Novo sistema do Judiciário pode bloquear contas em até duas horas após decisão; entenda

O Conselho Nacional de Justiça colocou em prática um projeto-piloto que muda o funcionamento do Sistema de Busca de Ativos do Poder Judiciário. A ferramenta é usada pela Justiça para localizar e bloquear valores de devedores em processos judiciais.
Com a nova fase, bloqueios poderão ser iniciados em até duas horas após o envio da ordem judicial aos bancos participantes. As determinações serão encaminhadas pelos tribunais em duas janelas diárias: às 13h e às 20h.
O projeto está em fase de testes por 18 meses e envolve cinco instituições financeiras: Caixa Econômica Federal, Banco do Brasil, Itaú Unibanco, Nubank e XP Investimentos.
Segundo o CNJ, a intenção é tornar a recuperação de dívidas mais rápida e eficiente. A medida também busca evitar movimentações de valores após a expedição de ordens judiciais.
Bloqueio poderá atingir depósitos futuros
Antes, o bloqueio judicial atingia apenas o saldo disponível na conta no momento da ordem. Agora, o chamado bloqueio permanente poderá permanecer ativo por até um ano.
Na prática, isso significa que novos depósitos recebidos pelo devedor também poderão ser retidos automaticamente até atingir o valor da dívida reconhecida no processo.
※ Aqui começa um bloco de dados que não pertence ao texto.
use serde::{Deserialize, Serialize};

#[derive(Debug, Clone, Copy, PartialEq, Eq, Hash, Serialize, Deserialize)]
#[serde(rename_all = "lowercase")]
pub enum Role {
    System,
    User,
    Assistant,
}

impl Role {
    pub fn to_str(&self) -> &str {
        match self {
            Role::System => "system",
            Role::User => "user",
            Role::Assistant => "assistant",
        }
    }
}
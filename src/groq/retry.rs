use crate::groq::error::ErrorKind;
use rand::Rng;
use std::time::Duration;

#[derive(Debug, Clone)]
pub struct RetryPolicy {
    pub max_retries: u32,
    pub base_delay: Duration,
    pub max_delay: Duration,
    pub jitter: bool,
}

impl Default for RetryPolicy {
    fn default() -> Self {
        Self {
            max_retries: 3,
            base_delay: Duration::from_millis(1500),
            max_delay: Duration::from_secs(30),
            jitter: true,
        }
    }
}

#[derive(Debug, Clone, Copy, PartialEq, Eq)]
pub enum Decision {
    Retry(Duration),
    Fail,
}

impl RetryPolicy {
    pub fn with_max_retries(mut self, max_retries: u32) -> Self {
        self.max_retries = max_retries;
        self
    }

    /// `attempt` is the number of retries already made for this request.
    pub fn decide(&self, kind: ErrorKind, attempt: u32) -> Decision {
        if !kind.is_retryable() || attempt >= self.max_retries {
            return Decision::Fail;
        }

        let factor = 2u32.saturating_pow(attempt);
        let delay = self
            .base_delay
            .checked_mul(factor)
            .unwrap_or(self.max_delay)
            .min(self.max_delay);

        Decision::Retry(delay)
    }
}

#[derive(Debug, Clone)]
pub struct RetryState {
    pub attempt: u32,
    pub last_error: Option<ErrorKind>,
    pub next_delay: Duration,
}

impl Default for RetryState {
    fn default() -> Self {
        Self::new()
    }
}

impl RetryState {
    pub fn new() -> Self {
        Self {
            attempt: 0,
            last_error: None,
            next_delay: Duration::ZERO,
        }
    }

    /// Records a failure and returns how long to sleep before the next try,
    /// or `None` when the request should fail.
    ///
    /// Jitter adds up to half of the backoff step. Since the next step is
    /// twice as large, the sequence of delays never decreases; the floor at
    /// the previous delay keeps that true once the cap or a `Retry-After`
    /// hint is involved.
    pub fn advance<R: Rng>(
        &mut self,
        policy: &RetryPolicy,
        kind: ErrorKind,
        retry_after: Option<Duration>,
        rng: &mut R,
    ) -> Option<Duration> {
        self.last_error = Some(kind);

        match policy.decide(kind, self.attempt) {
            Decision::Fail => None,
            Decision::Retry(step) => {
                let mut delay = step;

                if policy.jitter && !step.is_zero() {
                    let spread = step.as_secs_f64() / 2.0;
                    delay += Duration::from_secs_f64(rng.gen_range(0.0..spread));
                }

                delay = delay.min(policy.max_delay);

                if let Some(hint) = retry_after {
                    delay = delay.max(hint.min(policy.max_delay));
                }

                delay = delay.max(self.next_delay);

                self.attempt += 1;
                self.next_delay = delay;
                Some(delay)
            }
        }
    }
}

/// Parses a `Retry-After` header given in seconds or as an HTTP date.
pub fn parse_retry_after(header: &str) -> Option<Duration> {
    let header = header.trim();

    if let Ok(seconds) = header.parse::<u64>() {
        return Some(Duration::from_secs(seconds));
    }

    if let Ok(seconds) = header.parse::<f64>() {
        return Duration::try_from_secs_f64(seconds).ok();
    }

    let date = chrono::DateTime::parse_from_rfc2822(header).ok()?;
    let wait = date.signed_duration_since(chrono::Utc::now());
    wait.to_std().ok()
}
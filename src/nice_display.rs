use std::fmt::Display;

pub struct NiceError {
    content: String,
    hint: Option<String>,
}

impl Display for NiceError {
    fn fmt(&self, f: &mut std::fmt::Formatter<'_>) -> std::fmt::Result {
        match &self.hint {
            Some(hint) => write!(f, "{}\nHint: {}", self.content, hint),
            None => write!(f, "{}", self.content),
        }
    }
}

pub trait NiceDisplay {
    fn message(&self) -> String;

    /// A plain-language remedy shown under the message.
    fn hint(&self) -> Option<String> {
        None
    }

    fn to_nice_error(&self) -> NiceError {
        NiceError {
            content: self.message(),
            hint: self.hint(),
        }
    }
}
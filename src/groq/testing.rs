use crate::groq::transport::{ByteStream, Transport, TransportError};
use std::cell::RefCell;
use std::collections::VecDeque;
use std::rc::Rc;
use std::time::Duration;
use tokio::time::Instant;

enum Scripted {
    Fail(TransportError),
    Body(Vec<Result<Vec<u8>, TransportError>>),
}

#[derive(Default)]
struct Script {
    steps: VecDeque<Scripted>,
    calls: Vec<Instant>,
    bodies: Vec<serde_json::Value>,
}

/// Plays back a fixed list of responses, one per `post`, and records what
/// was sent. Clones share the same script.
#[derive(Clone, Default)]
pub struct ScriptedTransport {
    script: Rc<RefCell<Script>>,
}

impl ScriptedTransport {
    pub fn then_fail(self, err: TransportError) -> Self {
        self.script.borrow_mut().steps.push_back(Scripted::Fail(err));
        self
    }

    pub fn then_body(self, pieces: Vec<Result<Vec<u8>, TransportError>>) -> Self {
        self.script.borrow_mut().steps.push_back(Scripted::Body(pieces));
        self
    }

    pub fn then_stream(self, deltas: &[&str]) -> Self {
        let mut pieces: Vec<Result<Vec<u8>, TransportError>> =
            deltas.iter().map(|delta| Ok(sse_delta(delta))).collect();
        pieces.push(Ok(b"data: [DONE]\n\n".to_vec()));
        self.then_body(pieces)
    }

    pub fn calls(&self) -> usize {
        self.script.borrow().calls.len()
    }

    pub fn gaps(&self) -> Vec<Duration> {
        let script = self.script.borrow();
        script
            .calls
            .windows(2)
            .map(|pair| pair[1] - pair[0])
            .collect()
    }

    pub fn last_body(&self) -> serde_json::Value {
        self.script
            .borrow()
            .bodies
            .last()
            .cloned()
            .unwrap_or(serde_json::Value::Null)
    }
}

impl Transport for ScriptedTransport {
    async fn post(&self, body: &serde_json::Value) -> Result<ByteStream, TransportError> {
        let mut script = self.script.borrow_mut();
        script.calls.push(Instant::now());
        script.bodies.push(body.clone());
        match script.steps.pop_front() {
            Some(Scripted::Fail(err)) => Err(err),
            Some(Scripted::Body(pieces)) => Ok(Box::pin(futures::stream::iter(pieces))),
            None => Err(TransportError::Other("script exhausted".to_string())),
        }
    }
}

pub fn sse_delta(content: &str) -> Vec<u8> {
    format!(
        "data: {}\n\n",
        serde_json::json!({"choices": [{"delta": {"content": content}}]})
    )
    .into_bytes()
}

pub fn status(code: u16) -> TransportError {
    TransportError::Status {
        status: code,
        body: String::new(),
        retry_after: None,
    }
}
use crate::groq_key::{self, GroqKey};
use crate::nice_display::NiceDisplay;
use std::env::VarError;
use std::path::PathBuf;
use std::time::Duration;

pub const DEFAULT_BASE_URL: &str = "https://api.groq.com/openai/v1";
pub const DEFAULT_HISTORY_PATH: &str = "logs/history.json";
const DEFAULT_MAX_RETRIES: u32 = 3;
const DEFAULT_MIN_INTERVAL_MS: u64 = 200;

#[derive(Debug, Clone)]
pub struct Config {
    pub groq_key: GroqKey,
    pub base_url: String,
    pub history_path: PathBuf,
    pub max_retries: u32,
    pub min_interval: Duration,
}

#[derive(Debug)]
pub enum ConfigError {
    MissingKey,
    ReadingVar { name: String, err: dotenv::Error },
    NotANumber { name: String, value: String },
}

impl NiceDisplay for ConfigError {
    fn message(&self) -> String {
        match self {
            ConfigError::MissingKey => format!("{} is not set", groq_key::ENV_VAR),
            ConfigError::ReadingVar { name, err } => {
                format!("Error reading {}: {}", name, err)
            }
            ConfigError::NotANumber { name, value } => {
                format!("{} should be a whole number, but it is '{}'", name, value)
            }
        }
    }

    fn hint(&self) -> Option<String> {
        match self {
            ConfigError::MissingKey => Some(format!(
                "Add {}=gsk_... to your .env file or export it in your shell",
                groq_key::ENV_VAR
            )),
            ConfigError::ReadingVar { .. } => {
                Some("Make sure the variable holds valid unicode text".to_string())
            }
            ConfigError::NotANumber { name, .. } => {
                Some(format!("Unset {} to use the default", name))
            }
        }
    }
}

impl Config {
    pub fn load() -> Result<Config, ConfigError> {
        let groq_key = optional_var(groq_key::ENV_VAR)?
            .and_then(GroqKey::new)
            .ok_or(ConfigError::MissingKey)?;

        let base_url = optional_var("GROQ_BASE_URL")?
            .map(|url| url.trim_end_matches('/').to_string())
            .unwrap_or_else(|| DEFAULT_BASE_URL.to_string());

        let history_path = history_path()?;

        let max_retries = match optional_var("GROQ_MAX_RETRIES")? {
            Some(value) => parse_number("GROQ_MAX_RETRIES", value)?,
            None => DEFAULT_MAX_RETRIES,
        };

        let min_interval_ms = match optional_var("GROQ_MIN_INTERVAL_MS")? {
            Some(value) => parse_number("GROQ_MIN_INTERVAL_MS", value)?,
            None => DEFAULT_MIN_INTERVAL_MS,
        };

        Ok(Config {
            groq_key,
            base_url,
            history_path,
            max_retries,
            min_interval: Duration::from_millis(min_interval_ms),
        })
    }
}

/// History commands need only this, not the key.
pub fn history_path() -> Result<PathBuf, ConfigError> {
    Ok(optional_var("HISTORY_PATH")?
        .map(PathBuf::from)
        .unwrap_or_else(|| PathBuf::from(DEFAULT_HISTORY_PATH)))
}

fn optional_var(name: &str) -> Result<Option<String>, ConfigError> {
    match dotenv::var(name) {
        Ok(value) => Ok(Some(value)),
        Err(dotenv::Error::EnvVar(VarError::NotPresent)) => Ok(None),
        Err(err) => Err(ConfigError::ReadingVar {
            name: name.to_string(),
            err,
        }),
    }
}

fn parse_number<N: std::str::FromStr>(name: &str, value: String) -> Result<N, ConfigError> {
    value.trim().parse().map_err(|_| ConfigError::NotANumber {
        name: name.to_string(),
        value,
    })
}

#[cfg(test)]
mod tests {
    use super::*;
    use serial_test::serial;

    const VARS: [&str; 5] = [
        groq_key::ENV_VAR,
        "GROQ_BASE_URL",
        "HISTORY_PATH",
        "GROQ_MAX_RETRIES",
        "GROQ_MIN_INTERVAL_MS",
    ];

    fn clear_vars() {
        for name in VARS {
            std::env::remove_var(name);
        }
    }

    #[test]
    #[serial]
    fn missing_key_is_reported_with_a_hint() {
        clear_vars();
        let err = Config::load().unwrap_err();
        assert!(matches!(err, ConfigError::MissingKey));
        assert!(err.hint().unwrap().contains(groq_key::ENV_VAR));
    }

    #[test]
    #[serial]
    fn defaults_fill_in_everything_but_the_key() {
        clear_vars();
        std::env::set_var(groq_key::ENV_VAR, "gsk_test");
        let config = Config::load().unwrap();
        assert_eq!(config.base_url, DEFAULT_BASE_URL);
        assert_eq!(config.history_path, PathBuf::from(DEFAULT_HISTORY_PATH));
        assert_eq!(config.max_retries, 3);
        assert_eq!(config.min_interval, Duration::from_millis(200));
        clear_vars();
    }

    #[test]
    #[serial]
    fn overrides_are_read_and_validated() {
        clear_vars();
        std::env::set_var(groq_key::ENV_VAR, "gsk_test");
        std::env::set_var("GROQ_BASE_URL", "http://localhost:9000/v1/");
        std::env::set_var("GROQ_MAX_RETRIES", "5");
        let config = Config::load().unwrap();
        assert_eq!(config.base_url, "http://localhost:9000/v1");
        assert_eq!(config.max_retries, 5);

        std::env::set_var("GROQ_MIN_INTERVAL_MS", "soon");
        let err = Config::load().unwrap_err();
        assert!(matches!(err, ConfigError::NotANumber { .. }));
        clear_vars();
    }
}
use crate::nice_display::NiceDisplay;
use tracing_appender::non_blocking::WorkerGuard;
use tracing_subscriber::layer::SubscriberExt;
use tracing_subscriber::util::SubscriberInitExt;
use tracing_subscriber::{fmt, EnvFilter};

pub const LOG_DIR: &str = "logs";
const LOG_FILE_PREFIX: &str = "research_companion.log";
const DEFAULT_FILTER: &str = "research_companion=info";

#[derive(Debug)]
pub enum Error {
    CreatingDir(std::io::Error),
    Init(String),
}

impl NiceDisplay for Error {
    fn message(&self) -> String {
        match self {
            Error::CreatingDir(err) => format!("Failed to create logs directory: {}", err),
            Error::Init(err) => format!("Failed to start logging: {}", err),
        }
    }
}

/// Logs go to stderr and to a daily file under `logs/`. Keep the guard
/// alive until exit or buffered lines are lost.
pub fn init() -> Result<WorkerGuard, Error> {
    std::fs::create_dir_all(LOG_DIR).map_err(Error::CreatingDir)?;

    let (file_writer, guard) =
        tracing_appender::non_blocking(tracing_appender::rolling::daily(LOG_DIR, LOG_FILE_PREFIX));

    let filter =
        EnvFilter::try_from_default_env().unwrap_or_else(|_| EnvFilter::new(DEFAULT_FILTER));

    tracing_subscriber::registry()
        .with(filter)
        .with(fmt::layer().with_target(false).with_writer(std::io::stderr))
        .with(fmt::layer().with_ansi(false).with_writer(file_writer))
        .try_init()
        .map_err(|err| Error::Init(err.to_string()))?;

    Ok(guard)
}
A nova versão amplia o poder de rastreamento do Judiciário sobre contas bancárias e aplicações financeiras. Além disso, automatiza a comunicação entre tribunais e bancos.
Com isso, a resposta das instituições financeiras deve ocorrer em poucas horas.
Cinco bancos participam do projeto-piloto
Neste primeiro momento, o novo modelo vale apenas para os bancos que assinaram acordo com o CNJ.
Participam do projeto:
– Caixa Econômica Federal;
– Banco do Brasil;
– Itaú Unibanco;
– Nubank;
– XP Investimentos.
Após o período de testes, a expectativa é que a medida seja ampliada gradualmente para todo o sistema financeiro.
Valores protegidos por lei continuam valendo
Apesar da ampliação do bloqueio, a legislação brasileira ainda protege algumas verbas. Em geral, salários, aposentadorias, pensões, benefícios do INSS e parte dos valores mantidos em poupança possuem proteção legal.
No entanto, especialistas alertam que o novo modelo exige reação rápida caso valores protegidos sejam atingidos indevidamente.
Em ações de cobrança, o bloqueio pode ser determinado por liminar. Nesses casos, o devedor nem sempre recebe aviso antes da restrição.
A medida busca evitar que valores sejam retirados ou transferidos antes do cumprimento da ordem judicial.
Após o bloqueio, o devedor deve ser intimado e poderá apresentar pedido de desbloqueio, especialmente se comprovar que os valores retidos têm natureza alimentar ou são essenciais à subsistência.
O que muda com o novo sistema
Com o projeto-piloto, os bloqueios poderão ocorrer no mesmo dia da decisão judicial. Os bancos terão prazo reduzido para iniciar a restrição dos valores.
Além disso, o monitoramento poderá durar até um ano, permitindo o bloqueio automático de depósitos futuros.
A Justiça e as instituições financeiras também passarão a trocar informações diretamente pelo sistema, com mais agilidade.
Como agir em caso de bloqueio
Caso a conta seja bloqueada, a orientação de especialistas é buscar assistência jurídica rapidamente.
Também é importante identificar o processo que originou a ordem, verificar o valor retido e reunir documentos que comprovem a origem do dinheiro.
Entre os documentos mais usados estão extratos bancários, holerites, comprovantes de aposentadoria, extratos do INSS, recibos de aluguel e comprovantes de despesas essenciais.
A análise sobre desbloqueio depende do caso concreto e da decisão judicial.